注：与阴性对照组比较*P＜0.05，**P＜0.01；与模型对照组比较#P＜0.05，##P＜0.01。

表3山楂原花青素-枣多糖组合物对高脂膳食大鼠炎症因子改善情况

注：与阴性对照组比较*P＜0.05，**P＜0.01；与模型对照组比较#P＜0.05，##P＜0.01。

处理各组大鼠实验8周后，将各组中大鼠禁食12小时后，剪尾法采集阴性对照组、高脂模型组、山楂原花青素类提取物组、枣多糖组、山楂原花青素-枣多糖组合物组大鼠空腹血样，对所有采血后的大鼠口服2.5g/kg·bw的葡萄糖溶液(40％)，然后分别在0、0.5、1和2h记录血糖，计算糖耐量曲线下面积。采用血糖检测仪(Super glucocard II，Shiga，日本)检测大鼠空腹血糖(禁食12h)和口服葡萄糖耐量。结果见表4。

表4山楂原花青素-枣多糖组合物对高脂膳食大鼠血糖改善情况

注：与阴性对照组比较*P＜0.05，**P＜0.01；与模型对照组比较#P＜0.05，##P＜0.01。

由表2-4实验数据结果表明，山楂原花青素-枣多糖组合物可以显著改善高脂膳食大鼠血脂、血糖和炎症因子水平，且山楂原花青素-枣多糖组合物显示了比单个山楂原花青素类提取物或枣多糖具有更好的改善高脂膳食大鼠血脂、血糖的作用，表明山楂原花青素和枣多糖组合后具有更好的协同增效作用，取得了明显的技术效果。

实施例5

山楂原花青素-枣多糖组合物对高脂膳食诱导大鼠肠道菌群的改善情况

取雄性Wistar大鼠60只，5周龄，使大鼠适应新环境一周后，随机分为3组，每组11只，分别为阴性对照组(CON)、高脂模型组(HFD)、实施例3制备的山楂原花青素-枣多糖组合物组(HPC)。阴性对照组大鼠给予标准饲粮，其余大鼠给予高脂饲粮连续8周。同时，山楂原花青素-枣多糖组合物组分别给予山楂原花青素-枣多糖组合物200mg/kg，8周，阴性对照组和高脂模型组均给予等量蒸馏水。造大鼠模型后，处死阴性对照组、高脂模型组、实施例3制备的山楂原花青素-枣多糖组合物组的大鼠，无菌环境下取大鼠盲肠内容物，通过宏基因组分析其内菌群的变化。结果见图1-3。

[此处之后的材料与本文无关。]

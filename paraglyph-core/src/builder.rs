//! Glyph construction entry points.
//!
//! [`build_glyph`] turns one [`GlyphRequest`] into a [`BuiltGlyph`]. The
//! result depends only on the request and the resolved style, so
//! [`build_batch`] fans a repertoire out across worker threads with no
//! locking — the style is shared by reference.

use rayon::prelude::*;

use paraglyph_graphics::types::{Outline, Scalar};

use crate::pen::ContourPen;
use crate::style::DerivedParameters;
use crate::templates::{self, GlyphBox};

/// Default margin as a fraction of the requested width.
const MARGIN_FRACTION: Scalar = 0.1;

// ---------------------------------------------------------------------------
// GlyphRequest
// ---------------------------------------------------------------------------

/// One character to build, with its target box in font design units.
#[derive(Debug, Clone, Copy, PartialEq)]
pub struct GlyphRequest {
    pub character: char,
    pub width: Scalar,
    pub height: Scalar,
    /// Left/right margin inside the box. `None` uses 10% of the width.
    pub margin: Option<Scalar>,
}

impl GlyphRequest {
    #[must_use]
    pub const fn new(character: char, width: Scalar, height: Scalar) -> Self {
        Self {
            character,
            width,
            height,
            margin: None,
        }
    }

    #[must_use]
    pub const fn with_margin(mut self, margin: Scalar) -> Self {
        self.margin = Some(margin);
        self
    }

    fn glyph_box(&self) -> GlyphBox {
        GlyphBox {
            width: self.width,
            height: self.height,
            margin: self.margin.unwrap_or(self.width * MARGIN_FRACTION),
        }
    }
}

// ---------------------------------------------------------------------------
// BuiltGlyph
// ---------------------------------------------------------------------------

/// The outline of one character plus the spacing datum the assembler needs.
#[derive(Debug, Clone, PartialEq)]
pub struct BuiltGlyph {
    pub character: char,
    pub outline: Outline,
    /// The margin used, reported as the left-side bearing.
    pub left_side_bearing: Scalar,
}

// ---------------------------------------------------------------------------
// Building
// ---------------------------------------------------------------------------

/// Build the outline for one character.
///
/// Dispatch tries the specific template for the exact character, then the
/// category fallback. A template that produces an empty or non-finite
/// outline (degenerate box, pathological parameters) is discarded and the
/// category fallback is built in its place — a fault stays confined to its
/// character and never aborts a batch.
#[must_use]
pub fn build_glyph(request: &GlyphRequest, style: &DerivedParameters) -> BuiltGlyph {
    let gb = request.glyph_box();

    let outline = match templates::specific(request.character) {
        Some(template) => {
            let outline = run_template(template, &gb, style);
            if outline.is_empty() || !outline.is_finite() {
                run_fallback(request.character, &gb, style)
            } else {
                outline
            }
        }
        None => run_fallback(request.character, &gb, style),
    };

    BuiltGlyph {
        character: request.character,
        outline,
        left_side_bearing: gb.margin,
    }
}

/// Build a batch of requests in parallel, preserving order.
#[must_use]
pub fn build_batch(requests: &[GlyphRequest], style: &DerivedParameters) -> Vec<BuiltGlyph> {
    requests
        .par_iter()
        .map(|request| build_glyph(request, style))
        .collect()
}

fn run_template(
    template: templates::TemplateFn,
    gb: &GlyphBox,
    style: &DerivedParameters,
) -> Outline {
    let mut pen = ContourPen::new();
    template(&mut pen, gb, style);
    pen.finish()
}

fn run_fallback(character: char, gb: &GlyphBox, style: &DerivedParameters) -> Outline {
    let template = templates::fallback(templates::category(character));
    run_template(template, gb, style)
}

// ---------------------------------------------------------------------------
// Tests
// ---------------------------------------------------------------------------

由图1-3实验分析结果显示，山楂原花青素-枣多糖组合物可以提高高脂膳食大鼠的肠道菌群多样性，使拟杆菌门的丰度提高，厚壁菌门的丰度减少，与肥胖有关的菌丰度也有所提高，如Akkermansia。

以上所述仅是本发明的优选实施方式，应当指出，对于本技术领域的普通技术人员来说，在不脱离本发明原理的前提下，还可以做出若干改进和润饰，这些改进和润饰也应视为本发明的保护范围。